* YOUR OBJECTIVE *
Show all lines of the listing that hold the word "join".

* GIVEN INFORMATION *
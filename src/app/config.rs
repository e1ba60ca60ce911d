//! TOML configuration file loading
//!
//! `pgqctl` reads `--config FILE` if given (it must exist), otherwise
//! `<config dir>/pgqctl/pgqctl.toml` if present, otherwise built-in defaults.
//! Command-line options and `PGQ_DATABASE_URL` override file values.
//!
//! ```toml
//! database_url = "postgres://pgq@localhost/events"
//! max_connections = 4
//! log_level = "info"
//! log_format = "text"
//! log_file = "none"
//! color = true
//! ```

use crate::app::cli::args::GlobalArgs;
use crate::core::error_handling::ContextualError;
use crate::core::validation::ValidationError;
use serde::{Deserialize, Serialize};
use std::path::{Path, PathBuf};

const DEFAULT_MAX_CONNECTIONS: u32 = 5;
const LOG_LEVELS: [&str; 6] = ["trace", "debug", "info", "warn", "error", "off"];
const LOG_FORMATS: [&str; 3] = ["text", "ext", "json"];

#[derive(Debug, thiserror::Error)]
pub enum ConfigError {
    #[error("The specified configuration file does not exist: {}", .0.display())]
    NotFound(PathBuf),

    #[error("Error reading configuration file {}: {source}", .path.display())]
    Read {
        path: PathBuf,
        #[source]
        source: std::io::Error,
    },

    #[error("Error parsing configuration file {}: {source}", .path.display())]
    Parse {
        path: PathBuf,
        #[source]
        source: toml::de::Error,
    },

    #[error(transparent)]
    Invalid(#[from] ValidationError),
}

impl ContextualError for ConfigError {
    fn is_user_actionable(&self) -> bool {
        matches!(self, ConfigError::Invalid(_))
    }

    fn user_message(&self) -> Option<&str> {
        match self {
            ConfigError::Invalid(error) => Some(error.message()),
            _ => None,
        }
    }
}

#[derive(Debug, Clone, PartialEq, Eq, Serialize, Deserialize)]
#[serde(default, deny_unknown_fields)]
pub struct PgqConfig {
    pub database_url: Option<String>,
    pub max_connections: u32,
    pub log_level: Option<String>,
    pub log_format: Option<String>,
    pub log_file: Option<String>,
    pub color: Option<bool>,
}

impl Default for PgqConfig {
    fn default() -> Self {
        Self {
            database_url: None,
            max_connections: DEFAULT_MAX_CONNECTIONS,
            log_level: None,
            log_format: None,
            log_file: None,
            color: None,
        }
    }
}

impl PgqConfig {
    /// `<config dir>/pgqctl/pgqctl.toml`
    pub fn default_path() -> Option<PathBuf> {
        dirs::config_dir().map(|dir| dir.join("pgqctl").join("pgqctl.toml"))
    }

    /// Load the explicit file, or the default file if it exists
    pub async fn load(config_file: Option<&Path>) -> Result<Self, ConfigError> {
        let path = match config_file {
            Some(path) if !path.exists() => return Err(ConfigError::NotFound(path.to_path_buf())),
            Some(path) => path.to_path_buf(),
            None => match Self::default_path() {
                Some(path) if path.exists() => path,
                _ => {
                    log::trace!("No configuration file found, using defaults");
                    return Ok(Self::default());
                }
            },
        };

        let contents =
            tokio::fs::read_to_string(&path)
                .await
                .map_err(|source| ConfigError::Read {
                    path: path.clone(),
                    source,
                })?;
        let config = Self::parse(&path, &contents)?;
        log::debug!("Loaded configuration from {}", path.display());
        Ok(config)
    }

    /// Parse and validate configuration text read from `path`
    pub fn parse(path: &Path, contents: &str) -> Result<Self, ConfigError> {
        let config: Self = toml::from_str(contents).map_err(|source| ConfigError::Parse {
            path: path.to_path_buf(),
            source,
        })?;
        config.validate()?;
        Ok(config)
    }

    pub fn validate(&self) -> Result<(), ValidationError> {
        if self.max_connections == 0 {
            return Err(ValidationError::new("max_connections must be at least 1"));
        }
        if let Some(level) = self.log_level.as_deref() {
            if !LOG_LEVELS.contains(&level) {
                return Err(ValidationError::new(&format!(
                    "Invalid log_level '{}': expected one of {}",
                    level,
                    LOG_LEVELS.join(", ")
                )));
            }
        }
        if let Some(format) = self.log_format.as_deref() {
            if !LOG_FORMATS.contains(&format) {
                return Err(ValidationError::new(&format!(
                    "Invalid log_format '{}': expected one of {}",
                    format,
                    LOG_FORMATS.join(", ")
                )));
            }
        }
        Ok(())
    }

    /// Apply command-line values on top of the file values
    pub fn with_overrides(mut self, args: &GlobalArgs) -> Self {
        if let Some(url) = &args.database_url {
            self.database_url = Some(url.clone());
        }
        if let Some(max) = args.max_connections {
            self.max_connections = max;
        }
        if let Some(level) = &args.log_level {
            self.log_level = Some(level.clone());
        }
        if let Some(format) = &args.log_format {
            self.log_format = Some(format.clone());
        }
        if let Some(file) = &args.log_file {
            self.log_file = Some(file.clone());
        }
        if let Some(color) = args.color_override() {
            self.color = Some(color);
        }
        self
    }
}
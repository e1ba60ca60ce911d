//! Core services and infrastructure

pub mod error_handling;
pub mod logging;
pub mod styles;
pub mod validation;
pub mod version;
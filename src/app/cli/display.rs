//! CLI display utilities for formatting output
//!
//! Records render as prettytable tables, or as JSON with `--json`.

use crate::core::styles::StyleRole;
use crate::queue::{BatchInfo, ConsumerInfo, QueueInfo};
use prettytable::{format, Cell, Row, Table};
use serde::Serialize;

/// How command results are printed
#[derive(Debug, Clone, Copy, Default)]
pub struct Output {
    pub json: bool,
    pub color: bool,
}

impl Output {
    /// Print a value as pretty JSON
    pub fn print_json<T: Serialize + ?Sized>(&self, value: &T) -> Result<(), serde_json::Error> {
        println!("{}", serde_json::to_string_pretty(value)?);
        Ok(())
    }

    /// Print a one-line status message
    pub fn status(&self, role: StyleRole, message: &str) {
        println!("{}", role.paint(message, self.color));
    }
}

fn cell(text: impl ToString, role: StyleRole, color: bool) -> Cell {
    let cell = Cell::new(&text.to_string());
    match role.to_prettytable_spec() {
        Some(spec) if color => cell.style_spec(spec),
        _ => cell,
    }
}

fn titles(names: &[&str], color: bool) -> Row {
    Row::new(
        names
            .iter()
            .map(|name| cell(name, StyleRole::Header, color))
            .collect(),
    )
}

fn new_table() -> Table {
    let mut table = Table::new();
    table.set_format(*format::consts::FORMAT_NO_BORDER_LINE_SEPARATOR);
    table
}

fn optional<T: ToString>(value: Option<T>) -> String {
    value.map_or_else(|| "-".to_string(), |v| v.to_string())
}

/// One row per queue
pub fn queue_table(queues: &[QueueInfo], color: bool) -> Table {
    let mut table = new_table();
    table.set_titles(titles(
        &[
            "Queue", "Tables", "Current", "Rotation", "Ticker", "Max count", "Max lag",
            "Idle", "Ticker lag", "Ev/s", "New", "Last tick",
        ],
        color,
    ));

    for queue in queues {
        let ticker = match (queue.queue_external_ticker, queue.queue_ticker_paused) {
            (_, true) => cell("paused", StyleRole::Warning, color),
            (true, false) => cell("external", StyleRole::Value, color),
            (false, false) => cell("internal", StyleRole::Value, color),
        };
        table.add_row(Row::new(vec![
            cell(&queue.queue_name, StyleRole::Key, color),
            Cell::new(&queue.queue_ntables.to_string()),
            Cell::new(&queue.queue_cur_table.to_string()),
            Cell::new(&queue.queue_rotation_period.to_string()),
            ticker,
            Cell::new(&queue.queue_ticker_max_count.to_string()),
            Cell::new(&queue.queue_ticker_max_lag.to_string()),
            Cell::new(&queue.queue_ticker_idle_period.to_string()),
            Cell::new(&optional(queue.ticker_lag)),
            Cell::new(&optional(queue.ev_per_sec.map(|rate| format!("{:.2}", rate)))),
            Cell::new(&queue.ev_new.to_string()),
            Cell::new(&queue.last_tick_id.to_string()),
        ]));
    }
    table
}

/// One row per consumer
pub fn consumer_table(consumers: &[ConsumerInfo], color: bool) -> Table {
    let mut table = new_table();
    table.set_titles(titles(
        &[
            "Queue", "Consumer", "Lag", "Last seen", "Last tick", "Batch", "Next tick",
            "Pending",
        ],
        color,
    ));

    for consumer in consumers {
        let batch = match consumer.current_batch {
            Some(id) => cell(id, StyleRole::Success, color),
            None => cell("-", StyleRole::Dim, color),
        };
        table.add_row(Row::new(vec![
            cell(&consumer.queue_name, StyleRole::Key, color),
            cell(&consumer.consumer_name, StyleRole::Key, color),
            Cell::new(&consumer.lag.to_string()),
            Cell::new(&consumer.last_seen.to_string()),
            Cell::new(&consumer.last_tick.to_string()),
            batch,
            Cell::new(&optional(consumer.next_tick)),
            Cell::new(&optional(consumer.pending_events)),
        ]));
    }
    table
}

/// Field/value pairs for one batch
pub fn batch_info_table(batch_id: i64, info: &BatchInfo, color: bool) -> Table {
    let mut table = new_table();
    let batch_title = batch_id.to_string();
    table.set_titles(titles(&["Batch", batch_title.as_str()], color));

    let fields: [(&str, String); 9] = [
        ("queue", info.queue_name.clone()),
        ("consumer", info.consumer_name.clone()),
        ("start", info.batch_start.to_rfc3339()),
        ("end", info.batch_end.to_rfc3339()),
        ("prev tick", info.prev_tick_id.to_string()),
        ("tick", info.tick_id.to_string()),
        ("lag", info.lag.to_string()),
        ("seq start", info.seq_start.to_string()),
        ("seq end", info.seq_end.to_string()),
    ];
    for (name, value) in fields {
        table.add_row(Row::new(vec![
            cell(name, StyleRole::Key, color),
            Cell::new(&value),
        ]));
    }
    table
}
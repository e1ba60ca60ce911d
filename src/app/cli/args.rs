//! Command-line arguments for `pgqctl`
//!
//! Global options come first, then exactly one subcommand. Values given here
//! (including `PGQ_DATABASE_URL`) override the configuration file.

use crate::queue::Interval;
use clap::{ArgAction, Args, Parser, Subcommand};
use std::path::PathBuf;

#[derive(Parser, Debug, Clone)]
#[command(name = "pgqctl")]
#[command(about = "Administer and inspect PgQ queues")]
#[command(version, long_version = crate::core::version::long_version())]
pub struct Cli {
    #[command(flatten)]
    pub global: GlobalArgs,

    #[command(subcommand)]
    pub command: Command,
}

#[derive(Args, Debug, Clone, Default)]
pub struct GlobalArgs {
    /// Configuration file path
    #[arg(short = 'c', long = "config", value_name = "FILE", global = true)]
    pub config: Option<PathBuf>,

    /// PostgreSQL connection URL
    #[arg(
        short = 'd',
        long = "database-url",
        value_name = "URL",
        env = "PGQ_DATABASE_URL",
        hide_env_values = true,
        global = true
    )]
    pub database_url: Option<String>,

    /// Maximum pooled connections
    #[arg(long = "max-connections", value_name = "COUNT", global = true)]
    pub max_connections: Option<u32>,

    /// Log level
    #[arg(short = 'l', long = "log-level", value_name = "LEVEL", global = true,
          value_parser = ["trace", "debug", "info", "warn", "error", "off"])]
    pub log_level: Option<String>,

    /// Log output format
    #[arg(short = 'o', long = "log-format", value_name = "FORMAT", global = true,
          value_parser = ["text", "ext", "json"])]
    pub log_format: Option<String>,

    /// Log file path (use 'none' to disable file logging)
    #[arg(short = 'f', long = "log-file", value_name = "FILE", global = true)]
    pub log_file: Option<String>,

    /// More log output (repeatable)
    #[arg(short = 'v', long = "verbose", action = ArgAction::Count, global = true)]
    pub verbose: u8,

    /// Less log output (repeatable)
    #[arg(short = 'q', long = "quiet", action = ArgAction::Count, global = true, conflicts_with = "verbose")]
    pub quiet: u8,

    /// Force colored output
    #[arg(long = "color", global = true, conflicts_with = "no_color")]
    pub color: bool,

    /// Disable colored output
    #[arg(long = "no-color", global = true)]
    pub no_color: bool,

    /// Print results as JSON instead of tables
    #[arg(long = "json", global = true)]
    pub json: bool,
}

impl GlobalArgs {
    /// Net verbosity: `-v` counts up, `-q` counts down
    pub fn verbosity(&self) -> i8 {
        let verbose = i8::try_from(self.verbose).unwrap_or(i8::MAX);
        let quiet = i8::try_from(self.quiet).unwrap_or(i8::MAX);
        verbose.saturating_sub(quiet)
    }

    /// `Some(true)` for `--color`, `Some(false)` for `--no-color`
    pub fn color_override(&self) -> Option<bool> {
        match (self.color, self.no_color) {
            (true, _) => Some(true),
            (_, true) => Some(false),
            _ => None,
        }
    }
}

#[derive(Subcommand, Debug, Clone, PartialEq)]
pub enum Command {
    /// Show client and PgQ versions
    Version,

    /// Create a queue
    CreateQueue { queue: String },

    /// Drop a queue and its events
    DropQueue {
        queue: String,
        /// Drop even if consumers are still registered
        #[arg(long)]
        force: bool,
    },

    /// Set one queue configuration parameter
    SetConfig {
        queue: String,
        key: String,
        value: String,
    },

    /// Show queue information
    Queues { queue: Option<String> },

    /// Show consumer information
    Consumers {
        #[arg(long)]
        queue: Option<String>,
        #[arg(long, requires = "queue")]
        consumer: Option<String>,
    },

    /// Show the event table currently receiving inserts
    CurrentTable { queue: String },

    /// Insert one event
    Insert {
        queue: String,
        ev_type: String,
        data: String,
        /// Extra field value, up to four (repeatable)
        #[arg(long = "extra", value_name = "VALUE", action = ArgAction::Append)]
        extra: Vec<String>,
    },

    /// Register a consumer
    Register {
        queue: String,
        consumer: String,
        /// Start from this tick instead of the current one
        #[arg(long = "at", value_name = "TICK")]
        at: Option<i64>,
    },

    /// Unregister a consumer
    Unregister { queue: String, consumer: String },

    /// Show batch timing and sequence range
    BatchInfo { batch_id: i64 },

    /// Run one ticker step, or insert an externally numbered tick
    Tick {
        queue: String,
        #[arg(long = "tick-id", value_name = "TICK")]
        tick_id: Option<i64>,
    },

    /// Force a tick on the queue
    ForceTick {
        queue: String,
        /// Poll until the queue's last tick moves
        #[arg(long)]
        wait: bool,
        /// Polls before giving up
        #[arg(long, default_value_t = 10, requires = "wait")]
        attempts: usize,
        /// Delay between polls, e.g. "500ms" or "00:00:01"
        #[arg(long, default_value = "500ms", requires = "wait")]
        delay: Interval,
    },
}

impl Command {
    /// Operation name used when reporting failures
    pub fn name(&self) -> &'static str {
        match self {
            Command::Version => "version",
            Command::CreateQueue { .. } => "create-queue",
            Command::DropQueue { .. } => "drop-queue",
            Command::SetConfig { .. } => "set-config",
            Command::Queues { .. } => "queues",
            Command::Consumers { .. } => "consumers",
            Command::CurrentTable { .. } => "current-table",
            Command::Insert { .. } => "insert",
            Command::Register { .. } => "register",
            Command::Unregister { .. } => "unregister",
            Command::BatchInfo { .. } => "batch-info",
            Command::Tick { .. } => "tick",
            Command::ForceTick { .. } => "force-tick",
        }
    }
}
//! Wedding invitation backend.
//!
//! Serves the data behind the invitation site: guest-aware event blocks from
//! microCMS, a postal-code lookup proxy and RSVP delivery to Google Apps
//! Script. Every failure is normalised into one error taxonomy and rendered
//! in a shared response envelope.

pub mod config;
pub mod doc;
pub mod domain;
pub mod inbound;
pub mod middleware;
pub mod outbound;
#[cfg(any(test, feature = "test-support"))]
pub mod test_support;

/// Public OpenAPI surface used by Swagger UI and tooling.
pub use doc::ApiDoc;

* EXERCISE RESPONSE *
        dirs::config_dir().map(|dir| dir.join("pgqctl").join("pgqctl.toml"))
                    LOG_LEVELS.join(", ")
                    LOG_FORMATS.join(", ")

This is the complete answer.